__Problem statement__
Print, in exact form, the lines below from the one containing "pub type ChannelIdentifier = H256;" through the one containing "pub type RegistryAddress = Address;", and omit all others.

__Data for this task__

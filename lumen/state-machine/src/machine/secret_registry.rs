#![warn(clippy::missing_docs_in_private_items)]

use lumen_primitives::types::{
	BlockExpiration,
	BlockNumber,
	Secret,
};

use crate::types::{
	ContractSendRegisterSecret,
	Event,
};

/// Register the secret on-chain, unless the lock already expired and the
/// registration could not be used anymore.
pub fn events_for_onchain_secret_registration(
	secret: Secret,
	lock_expiration: BlockExpiration,
	block_number: BlockNumber,
) -> Vec<Event> {
	if block_number <= lock_expiration {
		return vec![ContractSendRegisterSecret { secret }.into()]
	}
	vec![]
}
#![warn(clippy::missing_docs_in_private_items)]

/// Key/value settings: `chain_id`, `last_processed_block`, ...
pub const DB_CREATE_SETTINGS: &str = "
CREATE TABLE IF NOT EXISTS settings (
	name VARCHAR[24] NOT NULL PRIMARY KEY,
	value TEXT
);
";

pub const DB_CREATE_STATE_CHANGES: &str = "
CREATE TABLE IF NOT EXISTS state_changes (
	identifier ULID PRIMARY KEY NOT NULL,
	data JSON,
	timestamp TIMESTAMP DEFAULT CURRENT_TIMESTAMP NOT NULL
);
";

pub const DB_CREATE_SNAPSHOT: &str = "
CREATE TABLE IF NOT EXISTS state_snapshot (
	identifier ULID PRIMARY KEY NOT NULL,
	statechange_id ULID,
	data JSON,
	timestamp TIMESTAMP DEFAULT CURRENT_TIMESTAMP NOT NULL
);
";

pub const DB_CREATE_STATE_EVENTS: &str = "
CREATE TABLE IF NOT EXISTS state_events (
	identifier ULID PRIMARY KEY NOT NULL,
	source_statechange_id ULID NOT NULL,
	data JSON,
	timestamp TIMESTAMP DEFAULT CURRENT_TIMESTAMP NOT NULL
);
";

/// Locks removed from a channel tree, kept for the punish path.
pub const DB_CREATE_REMOVED_LOCKS: &str = "
CREATE TABLE IF NOT EXISTS removed_locks (
	channel_identifier TEXT NOT NULL,
	participant TEXT NOT NULL,
	secrethash TEXT NOT NULL,
	timestamp TIMESTAMP DEFAULT CURRENT_TIMESTAMP NOT NULL
);
";

/// Message identifiers already acknowledged, for receive-side dedupe.
pub const DB_CREATE_ACKS: &str = "
CREATE TABLE IF NOT EXISTS message_acks (
	message_identifier TEXT NOT NULL PRIMARY KEY,
	timestamp TIMESTAMP DEFAULT CURRENT_TIMESTAMP NOT NULL
);
";

/// On-chain transactions submitted by the TX watcher.
pub const DB_CREATE_PENDING_TXS: &str = "
CREATE TABLE IF NOT EXISTS pending_txs (
	identifier ULID PRIMARY KEY NOT NULL,
	description TEXT NOT NULL,
	transaction_hash TEXT,
	status VARCHAR[16] NOT NULL,
	error TEXT,
	timestamp TIMESTAMP DEFAULT CURRENT_TIMESTAMP NOT NULL
);
";
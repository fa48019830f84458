use serde::{
	Deserialize,
	Serialize,
};
pub use web3::types::{
	Address,
	Bytes,
	H160,
	H256,
	U256,
	U64,
};

pub type BlockExpiration = U64;

pub type BlockNumber = U64;

pub type BlockHash = H256;

pub type BlockTimeout = U64;

pub type ChainID = U256;

pub type ChannelIdentifier = H256;

pub type FeeAmount = U256;

pub type LockAmount = U256;

pub type Locksroot = H256;

pub type MessageIdentifier = u64;

pub type Nonce = u64;

pub type PaymentIdentifier = u64;

pub type RegistryAddress = Address;

pub type RevealTimeout = U64;

pub type Secret = H256;

pub type SecretHash = H256;

pub type SecretRegistryAddress = Address;

pub type SettleTimeout = U64;

pub type Signature = Bytes;

pub type TokenAddress = Address;

pub type TokenNetworkAddress = Address;

pub type TokenAmount = U256;

pub type TransactionHash = H256;

/// The unique identity of one incarnation of a channel.
///
/// The channel hash stays constant across the channel's whole life, the open
/// block number increments every time the channel is reopened after a
/// withdraw or a settle.
#[derive(Clone, Debug, Eq, Hash, PartialEq, Serialize, Deserialize)]
pub struct CanonicalIdentifier {
	pub channel_identifier: ChannelIdentifier,
	pub open_block_number: BlockNumber,
}

impl CanonicalIdentifier {
	pub fn new(
		channel_identifier: ChannelIdentifier,
		open_block_number: BlockNumber,
	) -> Self {
		Self { channel_identifier, open_block_number }
	}
}
#![warn(clippy::missing_docs_in_private_items)]

/// The chain-level dispatcher glue.
pub mod chain;
/// The bilateral channel engine.
pub mod channel;
/// The initiator state machine.
pub mod initiator;
/// The mediator state machine.
pub mod mediator;
/// The lock tree.
pub mod mtree;
/// Route candidate selection.
pub mod routes;
/// On-chain secret registration helpers.
pub mod secret_registry;
/// Helpers shared by the payment machines.
pub mod utils;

__Expected answer__
pub type ChannelIdentifier = H256;

pub type FeeAmount = U256;

pub type LockAmount = U256;

pub type Locksroot = H256;

pub type MessageIdentifier = u64;

pub type Nonce = u64;

pub type PaymentIdentifier = u64;

pub type RegistryAddress = Address;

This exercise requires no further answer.